Dataset entries
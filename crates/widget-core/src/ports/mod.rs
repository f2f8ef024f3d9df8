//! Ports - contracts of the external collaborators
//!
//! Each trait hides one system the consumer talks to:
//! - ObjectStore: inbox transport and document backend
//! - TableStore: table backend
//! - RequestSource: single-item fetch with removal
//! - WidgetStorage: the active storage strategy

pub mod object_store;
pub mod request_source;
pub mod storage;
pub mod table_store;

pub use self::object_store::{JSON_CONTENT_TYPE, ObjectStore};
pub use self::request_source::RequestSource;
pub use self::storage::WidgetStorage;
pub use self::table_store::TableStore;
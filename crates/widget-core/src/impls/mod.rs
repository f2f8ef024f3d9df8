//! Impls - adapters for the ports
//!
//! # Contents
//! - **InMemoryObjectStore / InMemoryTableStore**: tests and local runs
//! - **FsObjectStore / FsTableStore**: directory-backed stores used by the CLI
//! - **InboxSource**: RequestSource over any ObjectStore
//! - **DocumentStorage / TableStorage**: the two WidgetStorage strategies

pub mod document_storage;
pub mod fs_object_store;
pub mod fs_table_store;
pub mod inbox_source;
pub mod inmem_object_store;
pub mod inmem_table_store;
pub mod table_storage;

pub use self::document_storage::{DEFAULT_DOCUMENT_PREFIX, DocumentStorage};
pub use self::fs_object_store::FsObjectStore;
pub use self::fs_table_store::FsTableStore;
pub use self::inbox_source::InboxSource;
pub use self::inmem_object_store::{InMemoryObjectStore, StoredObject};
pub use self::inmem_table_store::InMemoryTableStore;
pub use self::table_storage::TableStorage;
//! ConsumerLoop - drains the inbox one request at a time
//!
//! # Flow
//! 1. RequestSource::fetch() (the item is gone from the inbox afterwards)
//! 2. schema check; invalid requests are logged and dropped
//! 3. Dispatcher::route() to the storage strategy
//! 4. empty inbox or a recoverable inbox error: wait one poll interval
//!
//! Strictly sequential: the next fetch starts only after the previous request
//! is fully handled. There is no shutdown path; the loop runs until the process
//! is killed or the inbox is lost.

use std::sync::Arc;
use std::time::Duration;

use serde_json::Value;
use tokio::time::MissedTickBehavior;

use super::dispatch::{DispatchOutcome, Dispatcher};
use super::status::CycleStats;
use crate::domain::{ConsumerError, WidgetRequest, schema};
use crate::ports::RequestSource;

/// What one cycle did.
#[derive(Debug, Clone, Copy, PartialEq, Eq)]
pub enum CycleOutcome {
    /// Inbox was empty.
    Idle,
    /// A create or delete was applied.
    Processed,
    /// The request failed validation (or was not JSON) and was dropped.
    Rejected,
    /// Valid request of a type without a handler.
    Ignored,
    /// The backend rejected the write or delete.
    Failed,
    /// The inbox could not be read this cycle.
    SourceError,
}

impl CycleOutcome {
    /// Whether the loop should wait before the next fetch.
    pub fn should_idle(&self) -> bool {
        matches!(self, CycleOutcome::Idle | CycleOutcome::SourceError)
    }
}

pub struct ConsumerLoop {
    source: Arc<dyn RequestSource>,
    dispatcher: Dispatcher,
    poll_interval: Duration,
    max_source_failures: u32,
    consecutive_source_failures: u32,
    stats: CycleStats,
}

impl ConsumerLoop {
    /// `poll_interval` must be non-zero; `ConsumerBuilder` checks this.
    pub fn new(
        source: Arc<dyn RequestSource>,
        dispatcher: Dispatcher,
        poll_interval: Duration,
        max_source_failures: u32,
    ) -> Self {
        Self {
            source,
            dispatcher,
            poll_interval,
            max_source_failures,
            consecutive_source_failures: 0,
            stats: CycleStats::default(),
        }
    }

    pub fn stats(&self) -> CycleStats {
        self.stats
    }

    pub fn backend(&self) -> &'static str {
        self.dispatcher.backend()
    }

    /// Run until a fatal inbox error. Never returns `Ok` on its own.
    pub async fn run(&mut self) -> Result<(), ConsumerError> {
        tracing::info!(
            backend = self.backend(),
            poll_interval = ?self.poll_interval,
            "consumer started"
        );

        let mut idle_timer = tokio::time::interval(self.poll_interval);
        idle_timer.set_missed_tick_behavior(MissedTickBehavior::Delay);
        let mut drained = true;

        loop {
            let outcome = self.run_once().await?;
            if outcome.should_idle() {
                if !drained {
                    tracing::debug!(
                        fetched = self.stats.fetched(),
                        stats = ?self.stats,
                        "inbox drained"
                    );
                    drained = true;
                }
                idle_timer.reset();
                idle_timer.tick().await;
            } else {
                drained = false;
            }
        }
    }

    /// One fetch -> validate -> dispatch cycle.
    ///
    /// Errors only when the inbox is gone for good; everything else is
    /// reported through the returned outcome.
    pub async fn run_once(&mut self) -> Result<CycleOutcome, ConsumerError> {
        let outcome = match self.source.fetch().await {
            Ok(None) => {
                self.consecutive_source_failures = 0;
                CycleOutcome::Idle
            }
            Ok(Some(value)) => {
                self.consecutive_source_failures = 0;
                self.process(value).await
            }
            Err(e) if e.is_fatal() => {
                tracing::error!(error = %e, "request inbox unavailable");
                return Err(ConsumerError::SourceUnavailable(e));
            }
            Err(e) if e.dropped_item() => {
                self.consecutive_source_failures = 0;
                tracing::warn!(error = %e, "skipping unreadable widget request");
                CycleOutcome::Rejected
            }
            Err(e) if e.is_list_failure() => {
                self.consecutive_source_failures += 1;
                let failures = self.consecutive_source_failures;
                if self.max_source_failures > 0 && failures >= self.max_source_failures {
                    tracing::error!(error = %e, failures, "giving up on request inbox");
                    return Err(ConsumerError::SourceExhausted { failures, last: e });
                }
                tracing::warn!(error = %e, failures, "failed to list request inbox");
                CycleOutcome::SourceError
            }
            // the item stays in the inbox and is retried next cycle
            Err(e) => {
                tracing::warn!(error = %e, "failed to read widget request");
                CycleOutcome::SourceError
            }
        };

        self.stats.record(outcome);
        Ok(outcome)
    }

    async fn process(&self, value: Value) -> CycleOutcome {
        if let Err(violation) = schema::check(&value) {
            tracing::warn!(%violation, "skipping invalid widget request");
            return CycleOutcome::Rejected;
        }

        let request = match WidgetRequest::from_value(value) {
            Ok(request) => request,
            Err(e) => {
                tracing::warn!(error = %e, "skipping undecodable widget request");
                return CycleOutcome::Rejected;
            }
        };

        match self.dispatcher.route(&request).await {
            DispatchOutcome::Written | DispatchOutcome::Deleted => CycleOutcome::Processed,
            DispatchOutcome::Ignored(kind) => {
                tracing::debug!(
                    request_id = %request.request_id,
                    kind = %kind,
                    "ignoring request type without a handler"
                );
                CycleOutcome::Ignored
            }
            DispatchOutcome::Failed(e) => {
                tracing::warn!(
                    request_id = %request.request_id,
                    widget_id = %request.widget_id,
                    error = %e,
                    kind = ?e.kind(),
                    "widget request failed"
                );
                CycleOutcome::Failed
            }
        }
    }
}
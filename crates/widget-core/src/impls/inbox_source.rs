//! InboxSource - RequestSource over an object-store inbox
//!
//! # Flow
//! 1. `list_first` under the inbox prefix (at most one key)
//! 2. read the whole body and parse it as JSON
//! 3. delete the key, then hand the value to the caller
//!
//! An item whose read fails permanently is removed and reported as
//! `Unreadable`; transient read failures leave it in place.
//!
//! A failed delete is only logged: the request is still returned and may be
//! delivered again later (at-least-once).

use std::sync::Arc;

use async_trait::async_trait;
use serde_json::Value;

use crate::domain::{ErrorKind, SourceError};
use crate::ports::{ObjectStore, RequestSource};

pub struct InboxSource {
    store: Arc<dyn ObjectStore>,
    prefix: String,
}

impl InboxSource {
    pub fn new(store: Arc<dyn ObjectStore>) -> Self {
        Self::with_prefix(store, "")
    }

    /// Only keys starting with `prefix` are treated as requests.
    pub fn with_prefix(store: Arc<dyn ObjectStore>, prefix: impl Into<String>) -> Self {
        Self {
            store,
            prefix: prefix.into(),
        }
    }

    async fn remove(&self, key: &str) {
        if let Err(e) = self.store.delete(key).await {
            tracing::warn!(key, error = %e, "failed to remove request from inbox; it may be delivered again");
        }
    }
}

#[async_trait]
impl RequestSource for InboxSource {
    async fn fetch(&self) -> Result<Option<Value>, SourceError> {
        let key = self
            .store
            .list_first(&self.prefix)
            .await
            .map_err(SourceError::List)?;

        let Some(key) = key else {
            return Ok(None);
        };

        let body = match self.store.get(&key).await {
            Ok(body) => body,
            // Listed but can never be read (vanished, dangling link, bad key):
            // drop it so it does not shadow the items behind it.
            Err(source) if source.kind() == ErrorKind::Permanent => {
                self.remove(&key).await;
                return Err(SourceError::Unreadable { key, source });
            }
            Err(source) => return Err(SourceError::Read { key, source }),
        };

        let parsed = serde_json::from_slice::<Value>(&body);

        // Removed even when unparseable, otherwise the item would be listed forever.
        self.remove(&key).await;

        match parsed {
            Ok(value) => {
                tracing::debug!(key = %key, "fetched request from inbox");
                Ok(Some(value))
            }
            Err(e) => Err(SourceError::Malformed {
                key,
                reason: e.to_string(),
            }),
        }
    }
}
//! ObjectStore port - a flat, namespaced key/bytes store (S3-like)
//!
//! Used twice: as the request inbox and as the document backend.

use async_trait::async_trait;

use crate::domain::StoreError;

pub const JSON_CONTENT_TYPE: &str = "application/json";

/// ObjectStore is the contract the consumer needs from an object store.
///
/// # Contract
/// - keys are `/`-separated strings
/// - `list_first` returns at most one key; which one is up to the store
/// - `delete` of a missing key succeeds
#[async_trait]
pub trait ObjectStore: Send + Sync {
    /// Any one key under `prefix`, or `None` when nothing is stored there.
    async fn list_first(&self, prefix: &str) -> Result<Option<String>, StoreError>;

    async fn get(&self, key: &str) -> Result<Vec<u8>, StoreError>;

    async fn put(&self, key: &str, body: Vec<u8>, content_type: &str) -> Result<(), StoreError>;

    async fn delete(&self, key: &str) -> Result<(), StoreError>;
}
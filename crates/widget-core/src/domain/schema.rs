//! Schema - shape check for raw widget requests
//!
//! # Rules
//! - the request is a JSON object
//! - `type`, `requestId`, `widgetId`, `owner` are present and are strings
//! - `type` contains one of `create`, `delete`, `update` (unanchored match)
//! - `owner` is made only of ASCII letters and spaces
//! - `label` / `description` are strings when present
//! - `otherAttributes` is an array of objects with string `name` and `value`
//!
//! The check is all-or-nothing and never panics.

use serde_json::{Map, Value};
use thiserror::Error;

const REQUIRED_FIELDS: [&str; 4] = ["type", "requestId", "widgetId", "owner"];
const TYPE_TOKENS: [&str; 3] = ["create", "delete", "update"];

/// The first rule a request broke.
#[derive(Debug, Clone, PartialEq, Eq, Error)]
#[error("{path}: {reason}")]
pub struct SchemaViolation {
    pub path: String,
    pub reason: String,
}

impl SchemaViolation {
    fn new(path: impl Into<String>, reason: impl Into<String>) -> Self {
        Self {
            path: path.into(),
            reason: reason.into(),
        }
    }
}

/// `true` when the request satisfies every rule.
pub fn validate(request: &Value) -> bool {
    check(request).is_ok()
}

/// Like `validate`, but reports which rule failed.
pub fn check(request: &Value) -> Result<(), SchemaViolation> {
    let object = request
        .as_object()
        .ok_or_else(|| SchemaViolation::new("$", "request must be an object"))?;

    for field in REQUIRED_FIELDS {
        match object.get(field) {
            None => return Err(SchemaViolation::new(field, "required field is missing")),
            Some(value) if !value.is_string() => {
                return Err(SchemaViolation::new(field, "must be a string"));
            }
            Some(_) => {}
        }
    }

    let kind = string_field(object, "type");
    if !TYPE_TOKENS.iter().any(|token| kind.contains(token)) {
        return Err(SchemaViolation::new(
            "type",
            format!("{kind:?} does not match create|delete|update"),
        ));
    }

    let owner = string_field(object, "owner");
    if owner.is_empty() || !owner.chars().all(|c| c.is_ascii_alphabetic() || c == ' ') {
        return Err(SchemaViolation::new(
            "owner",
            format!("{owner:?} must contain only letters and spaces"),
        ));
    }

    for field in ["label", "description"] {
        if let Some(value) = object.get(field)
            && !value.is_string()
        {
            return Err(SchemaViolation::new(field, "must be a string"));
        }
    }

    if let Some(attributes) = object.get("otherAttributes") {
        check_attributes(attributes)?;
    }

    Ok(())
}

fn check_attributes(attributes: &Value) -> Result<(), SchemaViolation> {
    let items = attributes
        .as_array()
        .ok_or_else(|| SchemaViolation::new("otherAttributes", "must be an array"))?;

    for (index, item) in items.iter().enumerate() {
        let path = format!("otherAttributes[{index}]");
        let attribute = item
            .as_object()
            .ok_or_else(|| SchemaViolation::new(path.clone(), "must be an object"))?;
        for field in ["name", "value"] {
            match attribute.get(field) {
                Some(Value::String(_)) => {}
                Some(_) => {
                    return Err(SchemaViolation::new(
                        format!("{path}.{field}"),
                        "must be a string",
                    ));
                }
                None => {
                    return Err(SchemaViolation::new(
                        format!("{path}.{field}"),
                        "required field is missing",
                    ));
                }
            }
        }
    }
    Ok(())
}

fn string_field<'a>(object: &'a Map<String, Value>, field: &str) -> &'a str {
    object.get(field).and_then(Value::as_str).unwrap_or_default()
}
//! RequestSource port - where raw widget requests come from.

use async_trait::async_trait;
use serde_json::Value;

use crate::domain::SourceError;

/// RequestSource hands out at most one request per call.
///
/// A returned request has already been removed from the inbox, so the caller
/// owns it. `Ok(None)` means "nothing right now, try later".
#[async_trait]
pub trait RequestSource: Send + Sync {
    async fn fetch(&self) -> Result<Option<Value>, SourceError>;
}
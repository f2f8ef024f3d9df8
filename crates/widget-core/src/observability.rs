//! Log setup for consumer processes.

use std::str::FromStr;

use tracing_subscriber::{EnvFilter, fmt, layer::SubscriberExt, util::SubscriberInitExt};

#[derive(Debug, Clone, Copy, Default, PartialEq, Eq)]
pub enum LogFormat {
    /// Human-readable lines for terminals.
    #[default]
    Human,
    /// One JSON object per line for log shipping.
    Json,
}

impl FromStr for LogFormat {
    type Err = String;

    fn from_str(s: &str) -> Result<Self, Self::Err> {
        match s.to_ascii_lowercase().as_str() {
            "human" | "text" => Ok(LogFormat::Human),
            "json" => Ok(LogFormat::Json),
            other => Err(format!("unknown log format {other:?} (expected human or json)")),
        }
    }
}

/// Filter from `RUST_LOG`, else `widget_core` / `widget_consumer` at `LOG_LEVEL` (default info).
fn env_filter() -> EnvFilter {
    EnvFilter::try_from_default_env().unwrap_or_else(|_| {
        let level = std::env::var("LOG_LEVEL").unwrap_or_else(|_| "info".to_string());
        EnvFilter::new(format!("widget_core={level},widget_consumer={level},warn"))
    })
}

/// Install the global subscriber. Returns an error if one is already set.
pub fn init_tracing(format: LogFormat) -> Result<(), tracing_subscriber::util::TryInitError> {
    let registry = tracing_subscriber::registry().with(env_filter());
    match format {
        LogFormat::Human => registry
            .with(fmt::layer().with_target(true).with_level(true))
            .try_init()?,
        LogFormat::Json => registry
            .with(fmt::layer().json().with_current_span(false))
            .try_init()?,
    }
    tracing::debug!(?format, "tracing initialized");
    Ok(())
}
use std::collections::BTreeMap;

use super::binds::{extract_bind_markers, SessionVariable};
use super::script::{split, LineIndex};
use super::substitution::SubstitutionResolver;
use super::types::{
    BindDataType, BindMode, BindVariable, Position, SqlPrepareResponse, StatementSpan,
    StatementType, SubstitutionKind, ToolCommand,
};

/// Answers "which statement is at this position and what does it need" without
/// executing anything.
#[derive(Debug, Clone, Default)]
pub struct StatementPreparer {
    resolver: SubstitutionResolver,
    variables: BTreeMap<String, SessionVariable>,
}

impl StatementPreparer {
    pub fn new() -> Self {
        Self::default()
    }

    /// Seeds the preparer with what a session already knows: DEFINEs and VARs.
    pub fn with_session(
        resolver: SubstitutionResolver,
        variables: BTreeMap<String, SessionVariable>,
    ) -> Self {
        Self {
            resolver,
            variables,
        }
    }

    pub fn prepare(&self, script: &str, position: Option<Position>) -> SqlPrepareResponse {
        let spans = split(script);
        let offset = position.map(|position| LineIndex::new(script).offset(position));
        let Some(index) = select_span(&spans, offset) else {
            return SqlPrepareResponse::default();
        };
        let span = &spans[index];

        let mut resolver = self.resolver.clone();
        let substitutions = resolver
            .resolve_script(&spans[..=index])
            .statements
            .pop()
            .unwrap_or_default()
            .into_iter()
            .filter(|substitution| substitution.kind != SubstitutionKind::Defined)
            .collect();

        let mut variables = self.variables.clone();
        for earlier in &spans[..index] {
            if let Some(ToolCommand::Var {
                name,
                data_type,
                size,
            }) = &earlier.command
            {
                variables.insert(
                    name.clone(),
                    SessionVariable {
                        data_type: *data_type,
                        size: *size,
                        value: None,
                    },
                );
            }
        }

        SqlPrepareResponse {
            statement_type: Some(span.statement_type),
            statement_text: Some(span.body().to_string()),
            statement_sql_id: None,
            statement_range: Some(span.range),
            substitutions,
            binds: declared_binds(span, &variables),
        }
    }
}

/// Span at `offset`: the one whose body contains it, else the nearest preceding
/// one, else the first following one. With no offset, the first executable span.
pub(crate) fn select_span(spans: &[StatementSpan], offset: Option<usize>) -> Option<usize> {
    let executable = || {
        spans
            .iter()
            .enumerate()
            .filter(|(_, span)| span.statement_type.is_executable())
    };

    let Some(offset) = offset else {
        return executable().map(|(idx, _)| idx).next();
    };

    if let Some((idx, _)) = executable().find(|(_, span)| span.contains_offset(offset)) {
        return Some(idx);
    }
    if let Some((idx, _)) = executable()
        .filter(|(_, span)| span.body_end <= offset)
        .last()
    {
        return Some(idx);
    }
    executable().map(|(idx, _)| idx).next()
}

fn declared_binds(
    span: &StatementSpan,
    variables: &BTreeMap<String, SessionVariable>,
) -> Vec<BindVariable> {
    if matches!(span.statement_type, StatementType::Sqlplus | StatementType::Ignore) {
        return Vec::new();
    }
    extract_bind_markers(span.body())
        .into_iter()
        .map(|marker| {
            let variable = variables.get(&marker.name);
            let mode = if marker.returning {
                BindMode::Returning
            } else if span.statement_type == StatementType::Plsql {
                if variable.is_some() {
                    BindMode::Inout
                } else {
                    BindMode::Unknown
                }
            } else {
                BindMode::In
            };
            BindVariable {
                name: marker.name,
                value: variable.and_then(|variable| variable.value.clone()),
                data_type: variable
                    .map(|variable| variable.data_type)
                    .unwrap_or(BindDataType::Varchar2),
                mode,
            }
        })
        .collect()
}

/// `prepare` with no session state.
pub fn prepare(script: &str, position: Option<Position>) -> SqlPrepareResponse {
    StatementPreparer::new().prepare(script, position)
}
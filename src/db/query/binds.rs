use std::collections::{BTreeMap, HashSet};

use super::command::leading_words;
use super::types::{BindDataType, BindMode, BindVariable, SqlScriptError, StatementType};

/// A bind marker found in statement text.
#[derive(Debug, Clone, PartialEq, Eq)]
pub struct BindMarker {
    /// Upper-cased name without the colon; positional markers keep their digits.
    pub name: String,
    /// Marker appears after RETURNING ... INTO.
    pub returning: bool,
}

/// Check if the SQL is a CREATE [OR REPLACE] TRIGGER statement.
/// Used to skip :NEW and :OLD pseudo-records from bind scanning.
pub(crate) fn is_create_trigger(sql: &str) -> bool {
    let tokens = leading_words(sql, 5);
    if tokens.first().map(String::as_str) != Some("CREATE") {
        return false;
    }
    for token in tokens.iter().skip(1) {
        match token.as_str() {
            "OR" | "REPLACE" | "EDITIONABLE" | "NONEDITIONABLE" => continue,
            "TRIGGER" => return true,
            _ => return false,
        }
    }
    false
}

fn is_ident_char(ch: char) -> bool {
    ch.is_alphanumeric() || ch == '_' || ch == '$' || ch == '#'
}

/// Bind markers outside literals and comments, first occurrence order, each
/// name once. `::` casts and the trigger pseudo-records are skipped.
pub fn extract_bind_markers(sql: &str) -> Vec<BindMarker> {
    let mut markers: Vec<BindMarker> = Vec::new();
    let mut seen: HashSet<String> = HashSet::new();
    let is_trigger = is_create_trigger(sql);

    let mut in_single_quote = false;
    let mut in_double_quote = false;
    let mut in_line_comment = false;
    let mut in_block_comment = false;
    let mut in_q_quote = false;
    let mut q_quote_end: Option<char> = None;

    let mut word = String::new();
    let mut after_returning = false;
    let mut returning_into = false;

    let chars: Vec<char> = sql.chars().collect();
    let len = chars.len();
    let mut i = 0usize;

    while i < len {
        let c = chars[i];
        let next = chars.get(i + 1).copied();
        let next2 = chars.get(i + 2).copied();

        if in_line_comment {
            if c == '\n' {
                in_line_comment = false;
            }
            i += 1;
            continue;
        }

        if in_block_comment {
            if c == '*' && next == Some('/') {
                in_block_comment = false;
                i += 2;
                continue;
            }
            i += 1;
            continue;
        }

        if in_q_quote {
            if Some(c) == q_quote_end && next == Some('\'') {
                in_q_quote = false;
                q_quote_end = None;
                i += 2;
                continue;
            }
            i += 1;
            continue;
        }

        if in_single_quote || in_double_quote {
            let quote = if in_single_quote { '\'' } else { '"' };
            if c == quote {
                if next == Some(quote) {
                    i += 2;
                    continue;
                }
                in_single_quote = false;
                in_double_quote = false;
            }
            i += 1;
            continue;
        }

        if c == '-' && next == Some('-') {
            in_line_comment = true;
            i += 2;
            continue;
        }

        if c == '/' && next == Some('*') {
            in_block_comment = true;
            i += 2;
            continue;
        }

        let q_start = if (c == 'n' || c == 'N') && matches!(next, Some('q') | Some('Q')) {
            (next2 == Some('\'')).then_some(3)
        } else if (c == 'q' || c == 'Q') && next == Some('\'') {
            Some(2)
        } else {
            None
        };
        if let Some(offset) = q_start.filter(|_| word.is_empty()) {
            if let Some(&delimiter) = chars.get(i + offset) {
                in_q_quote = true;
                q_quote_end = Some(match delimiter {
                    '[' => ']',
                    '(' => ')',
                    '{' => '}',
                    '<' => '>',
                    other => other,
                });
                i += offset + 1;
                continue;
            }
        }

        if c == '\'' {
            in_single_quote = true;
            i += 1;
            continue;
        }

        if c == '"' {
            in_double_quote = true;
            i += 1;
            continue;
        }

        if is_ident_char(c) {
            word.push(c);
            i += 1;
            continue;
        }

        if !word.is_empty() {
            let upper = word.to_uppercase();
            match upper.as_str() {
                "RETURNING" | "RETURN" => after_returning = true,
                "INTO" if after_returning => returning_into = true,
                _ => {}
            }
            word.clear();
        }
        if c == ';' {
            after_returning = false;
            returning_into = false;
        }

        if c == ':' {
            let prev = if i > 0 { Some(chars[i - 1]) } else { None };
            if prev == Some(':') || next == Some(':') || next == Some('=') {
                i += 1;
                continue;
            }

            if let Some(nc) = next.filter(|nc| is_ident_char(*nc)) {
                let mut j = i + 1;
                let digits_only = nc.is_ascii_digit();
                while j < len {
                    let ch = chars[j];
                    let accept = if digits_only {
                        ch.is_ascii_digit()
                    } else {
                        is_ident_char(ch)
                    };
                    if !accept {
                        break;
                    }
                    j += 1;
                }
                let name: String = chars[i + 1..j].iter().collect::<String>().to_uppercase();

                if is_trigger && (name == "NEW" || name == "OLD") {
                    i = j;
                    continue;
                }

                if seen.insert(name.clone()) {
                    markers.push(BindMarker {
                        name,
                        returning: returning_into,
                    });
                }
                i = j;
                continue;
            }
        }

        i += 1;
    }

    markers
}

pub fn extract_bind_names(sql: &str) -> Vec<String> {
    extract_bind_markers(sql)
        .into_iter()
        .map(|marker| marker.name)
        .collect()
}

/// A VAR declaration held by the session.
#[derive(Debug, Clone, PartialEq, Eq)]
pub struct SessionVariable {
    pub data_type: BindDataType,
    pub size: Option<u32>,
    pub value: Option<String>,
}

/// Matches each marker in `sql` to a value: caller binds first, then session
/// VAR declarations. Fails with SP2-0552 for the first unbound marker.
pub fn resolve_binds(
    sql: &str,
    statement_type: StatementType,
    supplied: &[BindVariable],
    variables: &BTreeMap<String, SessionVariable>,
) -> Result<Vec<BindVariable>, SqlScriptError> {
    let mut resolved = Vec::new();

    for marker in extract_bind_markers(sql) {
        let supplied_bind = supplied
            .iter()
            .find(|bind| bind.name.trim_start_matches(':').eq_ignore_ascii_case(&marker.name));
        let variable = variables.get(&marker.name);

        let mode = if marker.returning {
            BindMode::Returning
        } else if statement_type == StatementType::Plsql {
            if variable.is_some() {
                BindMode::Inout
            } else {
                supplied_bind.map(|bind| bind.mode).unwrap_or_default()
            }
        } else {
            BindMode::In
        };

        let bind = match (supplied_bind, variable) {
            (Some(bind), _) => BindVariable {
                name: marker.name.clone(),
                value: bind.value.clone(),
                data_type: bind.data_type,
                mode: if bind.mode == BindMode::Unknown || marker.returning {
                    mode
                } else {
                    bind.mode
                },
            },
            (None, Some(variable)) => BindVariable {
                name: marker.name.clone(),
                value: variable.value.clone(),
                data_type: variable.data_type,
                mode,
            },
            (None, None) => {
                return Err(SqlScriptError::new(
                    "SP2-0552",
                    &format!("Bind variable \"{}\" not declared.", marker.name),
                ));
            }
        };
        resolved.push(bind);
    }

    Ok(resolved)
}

To do
Copy out the listing above, line by line and exactly, from its first line to the line holding "used by the CLI", inclusive.

Expected answer
filename crates/widget-core/src/ports/mod.rs
repository f2f8ef024f3d9df8
//! Ports - contracts of the external collaborators
//!
//! Each trait hides one system the consumer talks to:
//! - ObjectStore: inbox transport and document backend
//! - TableStore: table backend
//! - RequestSource: single-item fetch with removal
//! - WidgetStorage: the active storage strategy

pub mod object_store;
pub mod request_source;
pub mod storage;
pub mod table_store;

pub use self::object_store::{JSON_CONTENT_TYPE, ObjectStore};
pub use self::request_source::RequestSource;
pub use self::storage::WidgetStorage;
pub use self::table_store::TableStore;
filename crates/widget-core/src/impls/mod.rs
repository f2f8ef024f3d9df8
//! Impls - adapters for the ports
//!
//! # Contents
//! - **InMemoryObjectStore / InMemoryTableStore**: tests and local runs
//! - **FsObjectStore / FsTableStore**: directory-backed stores used by the CLI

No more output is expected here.